I enjoy craft beer, but for me it’s not just about the brew. It’s about the jobs and the economic activity that are generated. In my own part of Sydney, for instance, a concentration of craft breweries has created a tourism spin-off, with people able to take breweries tours. There’s great economic potential in this industry and we need to support it as much as we can. It’s about jobs.”Labour Leader Anthony Albanese
Every week until every brewpub, taphouse and bar fully reopens across Australia, Beer & Brewer will chat with Australian beer lovers, both well known and less so, to find out how much they’re missing their local, which establishment they’ll head to first when restrictions lift and what they’ll be drinking when they do.
At Beer & Brewer, we want to do our bit to support the craft beer industry at this critical time and to raise awareness of the important role tap beer plays in a brewery’s livelihood, and the flow-on effect that has across the entire hospitality industry.
We also just want people to get excited at the thought of being able to one day soon enjoy a beer with friends again in some of our favourite community establishments.
We kick off our #backtothepub series with the member for craft beer himself, and leader of the opposition, Anthony Albanese.

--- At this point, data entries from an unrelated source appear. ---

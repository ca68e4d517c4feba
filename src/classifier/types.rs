//! Common types for intent classification.

use serde::{Deserialize, Serialize};

use crate::analysis::FeatureSet;

/// Name of the designated "no matching intent" label.
pub const NONE_LABEL: &str = "None";

/// Reserved feature key carrying the none-feature signal.
pub const NONE_FEATURE: &str = "__none__";

/// Training sample for intent classification.
///
/// An example without an intent (or with the intent `"None"`) trains the
/// None label.
#[derive(Debug, Clone, PartialEq, Serialize, Deserialize)]
pub struct TrainingExample {
    /// Features extracted from the utterance.
    pub features: FeatureSet,
    /// Intent label.
    #[serde(default)]
    pub intent: Option<String>,
}

impl TrainingExample {
    /// Create an example labelled with `intent`.
    pub fn new<S: Into<String>>(features: FeatureSet, intent: S) -> Self {
        Self {
            features,
            intent: Some(intent.into()),
        }
    }

    /// Create an example that targets the None label.
    pub fn none(features: FeatureSet) -> Self {
        Self {
            features,
            intent: None,
        }
    }

    /// The intent this example trains, with blanks and `"None"` folded to `None`.
    pub fn target(&self) -> Option<&str> {
        match self.intent.as_deref() {
            None | Some("") | Some(NONE_LABEL) => None,
            Some(intent) => Some(intent),
        }
    }
}

/// A label with its normalized confidence.
#[derive(Debug, Clone, PartialEq, Serialize, Deserialize)]
pub struct LabelScore {
    /// Intent label.
    pub label: String,
    /// Confidence in [0, 1].
    pub score: f64,
}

Albo was the obvious choice to get things underway seeing as though he loves craft beer, hails from Sydney’s inner west, where small breweries are more densely populated than anywhere else in Australia, and where one of those – Willie the Boatman – even have a beer named in his honor – the Albo Corn Ale.

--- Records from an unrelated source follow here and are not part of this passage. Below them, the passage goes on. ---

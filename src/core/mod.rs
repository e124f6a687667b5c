//! blog-search core module
//!
//! Configuration, error types and the plain data records shared by the
//! search core and its collaborators.

pub mod config;
pub mod error;
pub mod types;

// Re-export commonly used items
pub use config::{AppConfig, DictionaryConfig, SearchConfig};
pub use error::{BlogSearchError, Result};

And please send us details of where you’ll head first and which craft beer you’ll be drinking when you do via this email link and via our social media posts and we’ll endeavour to get in touch with you to be part of the series. And post under the #backtothepub hashtag to share with your friends just how much you can’t wait to pull up a stool in your favourite watering hole.
Q&A with Anthony Albanese
Why is it important to support our local breweries, brewpubs, taphouses and bars at this time, and when restrictions hopefully lift soon?
Local breweries and bars are important because they provide jobs, not just in brewing, but also in the local hospitality industry. I enjoy craft beer, but for me it’s not just about the brew. It’s about the jobs and the economic activity that are generated. In my own part of Sydney, for instance, a concentration of craft breweries has created a tourism spin-off, with people able to take breweries tours. There’s great economic potential in this industry and we need to support it as much as we can. It’s about jobs.
What’s it been like for you not being able to head out and share a drink in the company of your community and how have you compensated?
I enjoy engaging with people. I’m no introvert. I’ve missed getting out and about in my local community, not just for a drink, but more generally for a meal or other social activity. Like most Australians, I have spent a lot of time at home lately. I’ve continued to work hard from home, but I’ve also tried to use this time to reflect on what kind of world we want to build post-COVID. I’ve also been impressed by the great job being done to get us through this crisis by working people like nurses, teachers, cleaners, drivers, supermarket workers and lot of other people who in the past we might have taken for granted. We owe them a debt of gratitude.
Which venue will you go to first to enjoy a beer when restrictions are lifted and why?
Willie the Boatman – because their social media during the lockdown has been so bad, it’s great!
And what Aussie craft beer will you be drinking when you get there?
Albo Corn Ale, of course.
As leader of the opposition, and someone who helped launch the Inner West Brewery Association, what can you do to ensure the small breweries and their associated enterprises bounce back strong after this?
When the medical advice says it is OK to go out again, I think a lot of people will want to enjoy their freedom. That will be good for all sections of the hospitality industry, so I’m optimistic for brewers in the short term. Over the longer run, it will be important in coming years that all levels of government support the sector by ensuring the taxation system and regulations in areas like town planning promote its growth while also serving the community interest.